See school website if you'd like to sing up to help restore the mural.
SF school scrambles to restore obliterated mural
Updated 11:52 a.m., Monday, June 25, 2012
Less than a month after San Francisco middle school students put finishing touches on a brightly colored mural that took the better part of two years to plan, draw and paint, district workers followed orders to cover it up with a coat of yellow primer.
Only after the images of the Golden Gate Bridge, the school's fire-breathing dragon mascot and 200 feet of monkeys, yellow fish, blue waves and the city's polychromatic skyline were virtually obliterated did anyone realize the summer-break work order was a terrible mistake.
She received a text message on June 14 saying all the effort had been wiped out with a quick coat of paint.
"My stomach just dropped," she said. "It was like a year and half worth of work."
The problems started earlier in the school year when parents participated in a committee to address maintenance issues at the school.
They decided that the entire building and adjacent walls needed a fresh coat of paint, including several murals that were falling apart or had been painted by a church group that had previously used the Mission District building.
They didn't know the long mural along the base of the Bartlett Street wall below a chain-link fence was new and created by current students. Administrators who approved the request were also unaware of the mural's importance.
When all the parties involved found out, they were devastated, district spokeswoman Gentle Blythe said in an e-mail explaining the mural's misfortune.
"Once they realized that this mural was new and the teacher who worked on it was understandably upset, the parents who were involved in the facilities committee were very apologetic," she said.
School administrators were working with contractors, the teacher and the school to figure out if the mural could be saved.
McMahon was surprised by the overwhelming response.
"I thought it was going to be something shoved under the carpet," she said. "There was an apology and responsibility was taken for it."
The mural covered about two-thirds of the wall, and McMahon had hoped to work with students starting in the fall to plan and finish the rest.
But the question is: Now what?
With only one coat of paint over the mural, hazy images still show through and it's possible that, working from student drawings, the mural can be re-created, McMahon said.

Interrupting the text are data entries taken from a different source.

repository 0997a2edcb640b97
use clap::{Parser, ValueEnum};
use identity_signer::{
    CurveKind, Identity, MagicMessageDigester, SeedResolver, SignIdentityRequest, TracingDisplay,
    sign_identity,
};

#[derive(Debug, Clone, ValueEnum)]
enum Curve {
    Secp256k1,
    Nist256p1,
    Ed25519,
}

impl From<Curve> for CurveKind {
    fn from(curve: Curve) -> Self {
        match curve {
            Curve::Secp256k1 => CurveKind::Secp256k1,
            Curve::Nist256p1 => CurveKind::Nist256p1,
            Curve::Ed25519 => CurveKind::Ed25519,
        }
    }
}

#[derive(Parser)]
struct Args {
    /// Identity protocol tag, e.g. "ssh", "gpg", or a coin name.
    #[clap(long)]
    proto: Option<String>,
    #[clap(long)]
    user: Option<String>,
    #[clap(long)]
    host: Option<String>,
    #[clap(long)]
    port: Option<String>,
    #[clap(long)]
    path: Option<String>,
    /// Key rotation index.
    #[clap(long, default_value = "0")]
    index: u32,
    #[clap(long, env = "SIGNING_SEED")]
    seed: String,
    #[clap(long, env = "SIGNING_CURVE", default_value = "secp256k1")]
    curve: Curve,
    /// Hex-encoded hidden challenge.
    #[clap(long)]
    challenge_hidden: String,
    /// Human-readable challenge shown alongside the identity.
    #[clap(long, default_value = "")]
    challenge_visual: String,
}

#[tokio::main]
async fn main() {
    tracing_subscriber::fmt()
        .with_env_filter(
            tracing_subscriber::EnvFilter::try_from_default_env()
                .unwrap_or_else(|_| tracing_subscriber::EnvFilter::new("info")),
        )
        .init();

    let args = Args::parse();

    let challenge_hidden =
        hex::decode(&args.challenge_hidden).expect("--challenge-hidden must be hex");

    let request = SignIdentityRequest {
        identity: Identity {
            proto: args.proto,
            user: args.user,
            host: args.host,
            port: args.port,
            path: args.path,
            index: args.index,
        },
        challenge_hidden,
        challenge_visual: args.challenge_visual,
        curve: args.curve.into(),
    };

    let resolver = SeedResolver::from_seed(&args.seed);
    let digester = MagicMessageDigester::new();

    let signed = sign_identity(&request, &resolver, &digester, &TracingDisplay)
        .await
        .expect("signing failed");

    println!("{}", serde_json::to_string_pretty(&signed).unwrap());
}
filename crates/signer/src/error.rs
#[derive(Debug, thiserror::Error)]
pub enum SignIdentityError {
    /// An unrecognized curve tag reached curve dispatch. This is a
    /// configuration defect, never a transient condition.
    #[error("unsupported curve: {0}")]
    UnsupportedCurve(String),
    /// The external key resolver failed (user declined, hardware fault).
    /// Passed through to the caller unchanged.
    #[error(transparent)]
    Resolver(anyhow::Error),
    #[error("challenge signing failed: {0}")]
    Signing(anyhow::Error),
    #[error("coin message digest failed: {0}")]
    Digest(anyhow::Error),
}

#[cfg(test)]
mod tests {
    use super::*;

    #[test]
    fn unsupported_curve_names_the_tag() {
        let error = SignIdentityError::UnsupportedCurve("ed448".into());
        assert_eq!(error.to_string(), "unsupported curve: ed448");
    }

    #[test]
    fn resolver_error_passes_through_unchanged() {
        let error = SignIdentityError::Resolver(anyhow::anyhow!("user declined on device"));
        assert_eq!(error.to_string(), "user declined on device");
    }

    #[test]
    fn signing_error_keeps_source() {
        let error = SignIdentityError::Signing(anyhow::anyhow!("bad key"));
        assert!(error.to_string().contains("bad key"));
    }
}
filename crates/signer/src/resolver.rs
use anyhow::Result;
use async_trait::async_trait;
use sha2::{Digest, Sha256};
use tracing::debug;

use crate::identity::DerivationPath;
use crate::signing::CurveKind;

/// Key material resolved for one derivation path.
#[derive(Debug, Clone)]
pub struct ResolvedKey {
    pub secret_key: Vec<u8>,
    pub public_key: Vec<u8>,
    /// Coin address for the key, when the backend knows one.
    pub address: Option<String>,
}

/// Resolves a derivation path to key material.
///
/// Implementations may suspend (hardware access, user confirmation on a
/// device). A resolver must be deterministic for a given (path, curve)
/// over the lifetime of its seed.
#[async_trait]
pub trait KeyResolver: Send + Sync {
    async fn resolve(&self, path: &DerivationPath, curve: CurveKind) -> Result<ResolvedKey>;
}

/// Software resolver that derives everything in-process from a seed
/// string: the SHA-256 hash of the seed is the root secret, and each path
/// hashes the root together with the curve tag and the path components.
pub struct SeedResolver {
    root: [u8; 32],
}

impl SeedResolver {
    pub fn from_seed(seed: &str) -> Self {
        Self {
            root: Sha256::digest(seed.as_bytes()).into(),
        }
    }

    fn secret_for(&self, path: &DerivationPath, curve: CurveKind) -> [u8; 32] {
        let mut hasher = Sha256::new();
        hasher.update(self.root);
        hasher.update(curve.tag().as_bytes());
        for component in path.components() {
            hasher.update(component.to_le_bytes());
        }
        hasher.finalize().into()
    }
}

#[async_trait]
impl KeyResolver for SeedResolver {
    async fn resolve(&self, path: &DerivationPath, curve: CurveKind) -> Result<ResolvedKey> {
        debug!(curve = curve.tag(), ?path, "resolving identity key from seed");
        let secret = self.secret_for(path, curve);
        let mut public_key = curve.public_key(&secret)?;
        if curve == CurveKind::Ed25519 {
            // Node encoding pads ed25519 keys to 33 bytes with a 0x01
            // marker byte.
            public_key.insert(0, 0x01);
        }
        Ok(ResolvedKey {
            secret_key: secret.to_vec(),
            public_key,
            address: None,
        })
    }
}
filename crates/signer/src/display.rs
/// Shows the identity and visual challenge to the operator before a key is
/// resolved. Purely informational; the pipeline consumes no return value.
pub trait ConfirmationDisplay: Send + Sync {
    fn show(&self, canonical_identity: &str, challenge_visual: &str);
}

/// Routes the confirmation through `tracing`.
#[derive(Debug, Default)]
pub struct TracingDisplay;

impl ConfirmationDisplay for TracingDisplay {
    fn show(&self, canonical_identity: &str, challenge_visual: &str) {
        tracing::info!(
            identity = %canonical_identity,
            challenge = %challenge_visual,
            "sign identity request"
        );
    }
}
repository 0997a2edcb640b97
use anyhow::Result;
use sha2::{Digest, Sha256};

use super::curve::CurveKind;

/// Protocol classes a challenge can be signed under.
///
/// Anything that is not the authentication or encryption-key protocol is a
/// coin-style signed message; the literal tag travels to the digest
/// delegate untouched.
#[derive(Debug, Clone, PartialEq, Eq)]
pub enum ProtocolClass {
    /// SSH authentication challenges.
    Auth,
    /// GPG encryption-key challenges.
    Encryption,
    /// Ledger signed-message protocol, tagged by coin name.
    Coin(String),
}

impl ProtocolClass {
    pub fn from_proto(proto: Option<&str>) -> Self {
        match proto {
            Some("ssh") => Self::Auth,
            Some("gpg") => Self::Encryption,
            other => Self::Coin(other.unwrap_or_default().to_string()),
        }
    }
}

/// Digest delegate for the coin signed-message branch.
///
/// Owns all protocol-tag-specific framing: magic headers, length prefixes.
pub trait CoinMessageDigester: Send + Sync {
    fn coin_message_digest(&self, protocol_tag: &str, payload: &[u8]) -> Result<Vec<u8>>;
}

/// Builds the digest the curve primitive will sign.
///
/// Each verifier class defines its own canonical digest; this is the one
/// place that must match all of them bit-for-bit.
pub fn build_digest(
    protocol: &ProtocolClass,
    curve: CurveKind,
    challenge_hidden: &[u8],
    challenge_visual: &str,
    digester: &dyn CoinMessageDigester,
) -> Result<Vec<u8>> {
    match protocol {
        // SSH hashes the challenge for the ECDSA curves; ed25519 signs it
        // raw.
        ProtocolClass::Auth => {
            if curve == CurveKind::Ed25519 {
                Ok(challenge_hidden.to_vec())
            } else {
                Ok(Sha256::digest(challenge_hidden).to_vec())
            }
        }
        // GPG signs the challenge verbatim on every curve.
        ProtocolClass::Encryption => Ok(challenge_hidden.to_vec()),
        ProtocolClass::Coin(tag) => {
            let mut payload = Vec::with_capacity(64);
            payload.extend_from_slice(&Sha256::digest(challenge_hidden));
            payload.extend_from_slice(&Sha256::digest(challenge_visual.as_bytes()));
            digester.coin_message_digest(tag, &payload)
        }
    }
}
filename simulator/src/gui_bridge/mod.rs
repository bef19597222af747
pub mod bridge;
pub mod model;
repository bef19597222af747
use crate::generator::profile::GeneratorConfig;
use anyhow::Context;
use serde::{Deserialize, Serialize};
use std::fs;
use std::path::Path;

#[derive(Clone, Debug, Serialize, Deserialize)]
pub struct WorkflowConfig {
    pub samples: usize,
    pub heading_deg: f32,
    pub pressure_hpa: f32,
    #[serde(default = "default_noise")]
    pub noise: f32,
    #[serde(default)]
    pub seed: u64,
}

fn default_noise() -> f32 {
    0.02
}

impl WorkflowConfig {
    pub fn load<P: AsRef<Path>>(path: P) -> anyhow::Result<Self> {
        let path_ref = path.as_ref();
        let contents = fs::read_to_string(path_ref)
            .with_context(|| format!("reading workflow config {}", path_ref.display()))?;
        let config: WorkflowConfig = serde_yaml::from_str(&contents)
            .with_context(|| format!("parsing workflow config {}", path_ref.display()))?;
        Ok(config)
    }

    pub fn from_args(samples: usize, heading_deg: f32, pressure_hpa: f32) -> Self {
        Self {
            samples,
            heading_deg,
            pressure_hpa,
            noise: default_noise(),
            seed: 0,
        }
    }

    pub fn to_generator_config(&self) -> GeneratorConfig {
        GeneratorConfig {
            samples: self.samples,
            heading_deg: self.heading_deg,
            pressure_hpa: self.pressure_hpa,
            noise: self.noise,
            seed: self.seed,
            ..Default::default()
        }
    }
}

#[cfg(test)]
mod tests {
    use super::*;
    use std::io::Write;
    use tempfile::NamedTempFile;

    #[test]
    fn config_from_args_feeds_generator_config() {
        let cfg = WorkflowConfig::from_args(128, 270.0, 980.0);
        let gen = cfg.to_generator_config();
        assert_eq!(gen.samples, 128);
        assert_eq!(gen.heading_deg, 270.0);
        assert_eq!(gen.pressure_hpa, 980.0);
    }

    #[test]
    fn config_load_reads_yaml() {
        let mut temp = NamedTempFile::new().unwrap();
        temp.write_all(b"samples: 64\nheading_deg: 135.0\npressure_hpa: 1005.0\n")
            .unwrap();
        let path = temp.into_temp_path();
        let cfg = WorkflowConfig::load(&path).unwrap();
        assert_eq!(cfg.samples, 64);
        assert_eq!(cfg.heading_deg, 135.0);
        assert_eq!(cfg.noise, default_noise());
    }
}
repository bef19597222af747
pub mod profile;
pub mod template;
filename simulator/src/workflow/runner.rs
use crate::workflow::config::WorkflowConfig;
use anyhow::Context;
use compasscore::prelude::{AccuracyEvent, SampleSink, SensorEvent, StreamKind};
use compasscore::FusionEngine;

/// Nominal accuracy reported by the synthetic subscription before any
/// samples arrive, mirroring a high-accuracy magnetometer status code.
const NOMINAL_MAGNETIC_ACCURACY: i32 = 3;

pub struct WorkflowResult {
    pub heading_deg: Option<f32>,
    pub altitude_m: Option<f32>,
    pub accuracy: Option<i32>,
    pub samples_ingested: usize,
    pub notes: Vec<String>,
}

#[derive(Clone)]
pub struct Runner {
    config: WorkflowConfig,
}

impl Runner {
    pub fn new(config: WorkflowConfig) -> Self {
        Self { config }
    }

    pub fn config(&self) -> &WorkflowConfig {
        &self.config
    }

    /// Drives a fresh engine through the event stream and reads back the
    /// published outputs.
    pub fn execute(&self, events: &[SensorEvent]) -> anyhow::Result<WorkflowResult> {
        let mut engine = FusionEngine::new();
        engine.accuracy_changed(&AccuracyEvent {
            stream: StreamKind::Magnetic,
            accuracy: NOMINAL_MAGNETIC_ACCURACY,
        });

        for event in events {
            engine
                .ingest(event)
                .with_context(|| format!("ingesting {:?} sample", event.stream))?;
        }

        let (samples_ingested, degenerate) = engine.metrics_snapshot();
        let notes = vec![format!("degenerate headings {}", degenerate)];

        Ok(WorkflowResult {
            heading_deg: engine.heading(),
            altitude_m: engine.altitude(),
            accuracy: engine.accuracy(),
            samples_ingested,
            notes,
        })
    }
}

#[cfg(test)]
mod tests {
    use super::*;
    use crate::generator::profile::build_event_stream_from_config;

    #[test]
    fn runner_executes_workflow() {
        let cfg = WorkflowConfig::from_args(512, 90.0, 950.0);
        let runner = Runner::new(cfg.clone());
        let events = build_event_stream_from_config(&cfg.to_generator_config()).unwrap();
        let result = runner.execute(&events).unwrap();

        assert_eq!(result.samples_ingested, events.len());
        assert_eq!(result.accuracy, Some(NOMINAL_MAGNETIC_ACCURACY));
        assert!((result.heading_deg.unwrap() - 90.0).abs() < 1.0);
        assert!(result.altitude_m.unwrap() > 0.0);
    }

    #[test]
    fn runner_reports_no_outputs_for_empty_stream() {
        let cfg = WorkflowConfig::from_args(1, 0.0, 1013.25);
        let runner = Runner::new(cfg);
        let result = runner.execute(&[]).unwrap();
        assert_eq!(result.heading_deg, None);
        assert_eq!(result.altitude_m, None);
        assert_eq!(result.samples_ingested, 0);
    }
}
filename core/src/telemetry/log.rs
use log::{info, warn};

/// Thin facade over the `log` crate so engine internals stay free of
/// direct macro calls.
pub struct LogManager;

impl LogManager {
    pub fn new() -> Self {
        Self
    }

    pub fn record(&self, message: &str) {
        info!("{}", message);
    }

    /// Conditions worth surfacing but recovered from, like degenerate
    /// attitude input.
    pub fn flag(&self, message: &str) {
        warn!("{}", message);
    }
}

impl Default for LogManager {
    fn default() -> Self {
        Self::new()
    }
}
/// Linear heading sweep for dummy rotation scenarios, degrees per sample.
#[allow(dead_code)]
pub fn heading_sweep(samples: usize, start_deg: f32, end_deg: f32) -> Vec<f32> {
    let span = end_deg - start_deg;
    (0..samples)
        .map(|i| (start_deg + span * i as f32 / samples.max(1) as f32).rem_euclid(360.0))
        .collect()
}
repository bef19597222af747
//! Sensor-fusion core for the compass readout platform.
//!
//! The modules mirror the original handset compass sample while providing
//! an explicit engine lifetime, tagged stream dispatch, and well-defined
//! derivation steps for heading and altitude.

pub mod fusion;
pub mod math;
pub mod prelude;
pub mod telemetry;

pub use fusion::FusionEngine;
pub use prelude::{AccuracyEvent, SampleSink, SensorEvent, StreamKind};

Parents have volunteered to help.
McMahon said adults could redraw the outlines and then the whole community could help fill in the blue waves teeming with schools of yellow fish, the brown swinging monkey, the green cactus, City Hall's gold dome, and the orange and black at AT&T Park.
"That might be a way to restore what happened, and more people will be involved in it and think it's theirs," the teacher said. "We've learned a lot of lessons through it. I think it'll come back together."